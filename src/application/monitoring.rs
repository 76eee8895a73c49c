use crate::domain::column::ColumnSpec;
use crate::domain::comparison::DataComparisonResult;
use crate::domain::ports::RowSource;
use crate::domain::value::Row;
use crate::domain::value_objects::TableName;
use anyhow::Result;
use async_trait::async_trait;
use std::sync::Arc;
use std::time::Instant;
use tracing::{info, instrument};

// ─── StageTimer ──────────────────────────────────────────────────────────────

/// Measures consecutive pipeline stages of one table task.
#[derive(Debug)]
pub struct StageTimer(Instant);

impl StageTimer {
    pub fn start() -> Self {
        Self(Instant::now())
    }

    /// Milliseconds since the previous lap (or start), then restart.
    pub fn lap(&mut self) -> u128 {
        let elapsed = self.0.elapsed().as_millis();
        self.0 = Instant::now();
        elapsed
    }
}

// ─── PerfReport ──────────────────────────────────────────────────────────────

/// A single timed operation.
#[derive(Debug, Clone, serde::Serialize)]
pub struct OpTiming {
    /// Stage name: "fetch", "classify", "match", "diff" or "track".
    pub operation: &'static str,
    /// Table this operation was performed on.
    pub table: String,
    /// Elapsed wall time in milliseconds.
    pub duration_ms: u128,
    /// Rows involved, both sides together.
    pub rows: usize,
}

/// Performance timings of one run, rebuilt from the per-table stage timings
/// once every worker has finished. Workers never share it.
///
/// Render with [`crate::presentation::cli_summary::print_perf_summary`].
#[derive(Debug, Default, Clone, serde::Serialize)]
pub struct PerfReport {
    pub timings: Vec<OpTiming>,
    pub total_rows_fetched: usize,
    pub total_ms: u128,
}

impl PerfReport {
    pub fn from_result(result: &DataComparisonResult) -> Self {
        let mut report = Self::default();

        for (name, table) in &result.tables {
            let rows = table.row_count_a + table.row_count_b;
            let t = &table.timings;
            let mut stages = vec![
                ("fetch", t.fetch_ms),
                ("classify", t.classify_ms),
                ("match", t.match_ms),
                ("diff", t.diff_ms),
            ];
            if table.uuid_statistics.is_some() {
                stages.push(("track", t.track_ms));
            }

            for (operation, duration_ms) in stages {
                report.timings.push(OpTiming {
                    operation,
                    table: name.clone(),
                    duration_ms,
                    rows,
                });
            }
            report.total_rows_fetched += rows;
            report.total_ms += t.total_ms();
        }

        report
    }
}

// ─── MonitoringRowSource ─────────────────────────────────────────────────────

/// Decorator: wraps any `RowSource` and traces every read with its wall time.
pub struct MonitoringRowSource {
    side: &'static str,
    inner: Arc<dyn RowSource>,
}

impl MonitoringRowSource {
    pub fn new(side: &'static str, inner: Arc<dyn RowSource>) -> Self {
        Self { side, inner }
    }
}

#[async_trait]
impl RowSource for MonitoringRowSource {
    async fn table_names(&self) -> Result<Vec<TableName>> {
        self.inner.table_names().await
    }

    async fn columns(&self, table: &TableName) -> Result<Vec<ColumnSpec>> {
        self.inner.columns(table).await
    }

    #[instrument(
        name = "fetch_rows",
        skip(self, table, columns),
        fields(side = self.side, db.table = %table.0),
        level = "info"
    )]
    async fn fetch_rows(&self, table: &TableName, columns: &[ColumnSpec]) -> Result<Vec<Row>> {
        let start = Instant::now();
        let rows = self.inner.fetch_rows(table, columns).await?;
        let duration_ms = start.elapsed().as_millis();

        info!(side = self.side, table = %table.0, rows = rows.len(), duration_ms, "fetch_rows completed");
        Ok(rows)
    }

    async fn sample_rows(
        &self,
        table: &TableName,
        columns: &[ColumnSpec],
        limit: usize,
    ) -> Result<Vec<Row>> {
        self.inner.sample_rows(table, columns, limit).await
    }

    async fn close(&self) {
        self.inner.close().await
    }
}
use crate::domain::{
    column::ColumnSpec,
    comparison::DataComparisonResult,
    value::Row,
    value_objects::TableName,
};
use anyhow::Result;
use async_trait::async_trait;

/// Port: read access to one side of the comparison
/// (implemented by `SqlxRowSource` and `MapRowSource`).
///
/// Implementations must be safe to call from several table tasks at once;
/// SQL sources hand each call its own pooled connection.
#[async_trait]
pub trait RowSource: Send + Sync {
    /// Names of the user tables on this side.
    async fn table_names(&self) -> Result<Vec<TableName>>;

    /// Ordered column metadata for `table`.
    async fn columns(&self, table: &TableName) -> Result<Vec<ColumnSpec>>;

    /// Every row of `table`.
    async fn fetch_rows(&self, table: &TableName, columns: &[ColumnSpec]) -> Result<Vec<Row>>;

    /// At most `limit` rows of `table`, for classification heuristics.
    async fn sample_rows(
        &self,
        table: &TableName,
        columns: &[ColumnSpec],
        limit: usize,
    ) -> Result<Vec<Row>>;

    /// Release any handle held by this source. Called on every exit path.
    async fn close(&self) {}
}

/// Port: output formatting (implemented by JsonWriter)
pub trait OutputWriter: Send + Sync {
    /// Serializes the result to a string
    fn format(&self, result: &DataComparisonResult) -> Result<String>;
    /// Extension of the produced file (e.g. "json")
    fn extension(&self) -> &'static str;
}
/// Pending → Classifying → Matching → Differing → (TrackingUuids) → Completed.
#[instrument(name = "reconcile_table", skip_all, fields(db.table = %table.0))]
async fn reconcile_table(
    ctx: &RunContext,
    side_a: &dyn RowSource,
    side_b: &dyn RowSource,
    table: &TableName,
) -> Result<TableReconciliation> {
    let cfg = &ctx.config;
    let mut timer = StageTimer::start();
    let mut timings = StageTimings::default();
    debug!(state = %TableState::Pending, "table queued");

    let (columns_a, columns_b) = tokio::join!(side_a.columns(table), side_b.columns(table));
    let columns_a = columns_a.with_context(|| format!("Failed to read columns of {} on side A", table))?;
    let columns_b = columns_b.with_context(|| format!("Failed to read columns of {} on side B", table))?;

    let (rows_a, rows_b) = tokio::join!(
        side_a.fetch_rows(table, &columns_a),
        side_b.fetch_rows(table, &columns_b)
    );
    let rows_a = rows_a.with_context(|| format!("Failed to fetch rows of {} on side A", table))?;
    let rows_b = rows_b.with_context(|| format!("Failed to fetch rows of {} on side B", table))?;

    let mut sample = side_a
        .sample_rows(table, &columns_a, cfg.sample_size)
        .await
        .with_context(|| format!("Failed to sample {} on side A", table))?;
    if sample.is_empty() {
        sample = side_b
            .sample_rows(table, &columns_b, cfg.sample_size)
            .await
            .with_context(|| format!("Failed to sample {} on side B", table))?;
    }
    timings.fetch_ms = timer.lap();

    debug!(state = %TableState::Classifying, "table stage");
    let columns = merge_columns(columns_a, columns_b);
    let classification = ctx.classifier.classify(&columns, &sample);
    let excluded = classification.excluded_columns();
    debug!(summary = %classification.summary(), "classification");
    timings.classify_ms = timer.lap();

    debug!(state = %TableState::Matching, "table stage");
    let mut matched = match_rows(&rows_a, &rows_b, &excluded, cfg.case_sensitive);
    if cfg.pair_by_primary_key {
        let key_columns: Vec<String> = columns
            .iter()
            .filter(|c| c.is_primary_key)
            .map(|c| c.name.clone())
            .collect();
        let paired = pair_by_key(&mut matched, &key_columns, cfg.case_sensitive);
        if paired > 0 {
            debug!(paired, "leftover rows paired by primary key");
        }
    }
    timings.match_ms = timer.lap();

    debug!(state = %TableState::Differing, "table stage");
    let (row_differences, matching_rows) = diff_pairs(&matched.matched, &excluded, cfg.case_sensitive);
    timings.diff_ms = timer.lap();

    let uuid_statistics = if cfg.uuid_mode == UuidMode::IncludeWithTracking
        && !classification.uuid_columns.is_empty()
    {
        debug!(state = %TableState::TrackingUuids, "table stage");
        let stats = track(&rows_a, &rows_b, &classification.uuid_columns, &ctx.normalizer);
        timings.track_ms = timer.lap();
        Some(stats)
    } else {
        None
    };

    let only_in_a: Vec<_> = matched.only_in_a.iter().map(|r| (*r).clone()).collect();
    let only_in_b: Vec<_> = matched.only_in_b.iter().map(|r| (*r).clone()).collect();

    info!(
        state = %TableState::Completed,
        rows_a = rows_a.len(),
        rows_b = rows_b.len(),
        matched = matched.matched.len(),
        only_in_a = only_in_a.len(),
        only_in_b = only_in_b.len(),
        differences = row_differences.len(),
        duration_ms = timings.total_ms(),
        "table reconciled"
    );

    Ok(TableReconciliation {
        table_name: table.0.clone(),
        row_count_a: rows_a.len(),
        row_count_b: rows_b.len(),
        matching_rows,
        only_in_a,
        only_in_b,
        row_differences,
        uuid_statistics,
        classification,
        timings,
    })
}

#[cfg(test)]
mod tests {
    use super::*;
    use crate::domain::source::MapRowSource;
    use crate::domain::value::{CellValue, Row};

    fn users(rows: &[(i64, &str)]) -> MapRowSource {
        let rows: Vec<Row> = rows
            .iter()
            .map(|(id, name)| {
                [("id".to_string(), CellValue::Int(*id)), ("name".to_string(), CellValue::from(*name))]
                    .into_iter()
                    .collect()
            })
            .collect();
        MapRowSource::default().with_table(
            "users",
            vec![ColumnSpec::new("id", "INTEGER").primary_key(), ColumnSpec::new("name", "TEXT")],
            rows,
        )
    }

    fn service(a: MapRowSource, b: MapRowSource, config: ReconcileConfig) -> ReconcileService {
        ReconcileService::new(Arc::new(a), Arc::new(b), config)
    }

    #[test]
    fn merge_keeps_side_a_order_and_appends_new_columns() {
        let merged = merge_columns(
            vec![ColumnSpec::new("id", "INTEGER"), ColumnSpec::new("name", "TEXT")],
            vec![ColumnSpec::new("name", "TEXT"), ColumnSpec::new("email", "TEXT")],
        );
        let names: Vec<&str> = merged.iter().map(|c| c.name.as_str()).collect();
        assert_eq!(names, ["id", "name", "email"]);
    }

    #[tokio::test]
    async fn resolve_tables_intersects_both_sides() {
        let a = users(&[]).with_table("orders", vec![], vec![]).with_table("audit", vec![], vec![]);
        let b = users(&[]).with_table("orders", vec![], vec![]);
        let tables = service(a, b, ReconcileConfig::default()).resolve_tables().await.unwrap();
        assert_eq!(tables, [TableName::from("orders"), TableName::from("users")]);
    }

    #[tokio::test]
    async fn resolve_tables_prefers_configured_list() {
        let cfg = ReconcileConfig {
            tables: vec!["users".into(), "users".into()],
            ..Default::default()
        };
        let tables = service(users(&[]), MapRowSource::default(), cfg)
            .resolve_tables()
            .await
            .unwrap();
        assert_eq!(tables, [TableName::from("users")]);
    }

    #[tokio::test]
    async fn edited_row_is_reported_as_a_difference() {
        let a = users(&[(1, "John"), (2, "Jane")]);
        let b = users(&[(1, "John Updated"), (2, "Jane"), (3, "Bob")]);
        let result = service(a, b, ReconcileConfig::default()).run().await.unwrap();

        let t = &result.tables["users"];
        assert_eq!(t.matching_rows, 1);
        assert_eq!(t.row_differences.len(), 1);
        assert_eq!(t.row_differences[0].differences[0].field_name, "name");
        assert!(t.only_in_a.is_empty());
        assert_eq!(t.only_in_b.len(), 1);
        assert_eq!(result.total_differences(), 2);
    }

    #[tokio::test]
    async fn without_key_pairing_edits_are_leftovers() {
        let a = users(&[(1, "John")]);
        let b = users(&[(1, "John Updated")]);
        let cfg = ReconcileConfig {
            pair_by_primary_key: false,
            ..Default::default()
        };
        let result = service(a, b, cfg).run().await.unwrap();
        let t = &result.tables["users"];
        assert_eq!((t.only_in_a.len(), t.only_in_b.len()), (1, 1));
        assert!(t.row_differences.is_empty());
    }

    #[tokio::test]
    async fn regenerated_keys_pair_unrelated_rows_unless_pairing_is_off() {
        // side B renumbered its rows: key 2 now holds a different person
        let a = || users(&[(1, "John"), (2, "Jane")]);
        let b = || users(&[(1, "John"), (2, "Bob")]);

        let paired = service(a(), b(), ReconcileConfig::default()).run().await.unwrap();
        assert_eq!(paired.tables["users"].row_differences.len(), 1);

        let cfg = ReconcileConfig {
            pair_by_primary_key: false,
            ..Default::default()
        };
        let unpaired = service(a(), b(), cfg).run().await.unwrap();
        let t = &unpaired.tables["users"];
        assert!(t.row_differences.is_empty());
        assert_eq!((t.only_in_a.len(), t.only_in_b.len()), (1, 1));
    }

    #[tokio::test]
    async fn missing_table_fails_with_its_name() {
        let cfg = ReconcileConfig {
            tables: vec!["ghost".into()],
            ..Default::default()
        };
        let err = service(users(&[]), users(&[]), cfg).run().await.unwrap_err();
        assert_eq!(err.table_name(), Some("ghost"));
    }

    /// Panics while reading one table.
    struct PanickingSource(MapRowSource);

    #[async_trait::async_trait]
    impl RowSource for PanickingSource {
        async fn table_names(&self) -> Result<Vec<TableName>> {
            self.0.table_names().await
        }

        async fn columns(&self, table: &TableName) -> Result<Vec<ColumnSpec>> {
            self.0.columns(table).await
        }

        async fn fetch_rows(&self, table: &TableName, _columns: &[ColumnSpec]) -> Result<Vec<Row>> {
            panic!("row decoder blew up on {table}");
        }

        async fn sample_rows(&self, table: &TableName, columns: &[ColumnSpec], limit: usize) -> Result<Vec<Row>> {
            self.0.sample_rows(table, columns, limit).await
        }
    }

    #[tokio::test]
    async fn panicking_table_task_fails_with_its_name() {
        let a: Arc<dyn RowSource> = Arc::new(PanickingSource(users(&[(1, "John")])));
        let b: Arc<dyn RowSource> = Arc::new(users(&[(1, "John")]));
        let err = ReconcileService::new(a, b, ReconcileConfig::default())
            .run()
            .await
            .unwrap_err();
        assert!(matches!(err, ReconcileError::Table { .. }));
        assert_eq!(err.table_name(), Some("users"));
    }

    #[tokio::test]
    async fn zero_workers_is_rejected_before_any_work() {
        let cfg = ReconcileConfig {
            max_workers: 0,
            ..Default::default()
        };
        let err = service(users(&[]), users(&[]), cfg).run().await.unwrap_err();
        assert!(matches!(err, ReconcileError::Configuration(_)));
    }

    #[test]
    fn table_state_labels() {
        assert_eq!(TableState::TrackingUuids.to_string(), "tracking_uuids");
        assert_eq!(TableState::Completed.to_string(), "completed");
    }
}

○ ○ ○ ○ ○ ○ ○

#### Assignment:
Pick out every line above that contains the word "limit" and copy it.

#### Solved exercise:
        limit: usize,
        self.inner.sample_rows(table, columns, limit).await
    /// At most `limit` rows of `table`, for classification heuristics.
        limit: usize,
        async fn sample_rows(&self, table: &TableName, columns: &[ColumnSpec], limit: usize) -> Result<Vec<Row>> {
            self.0.sample_rows(table, columns, limit).await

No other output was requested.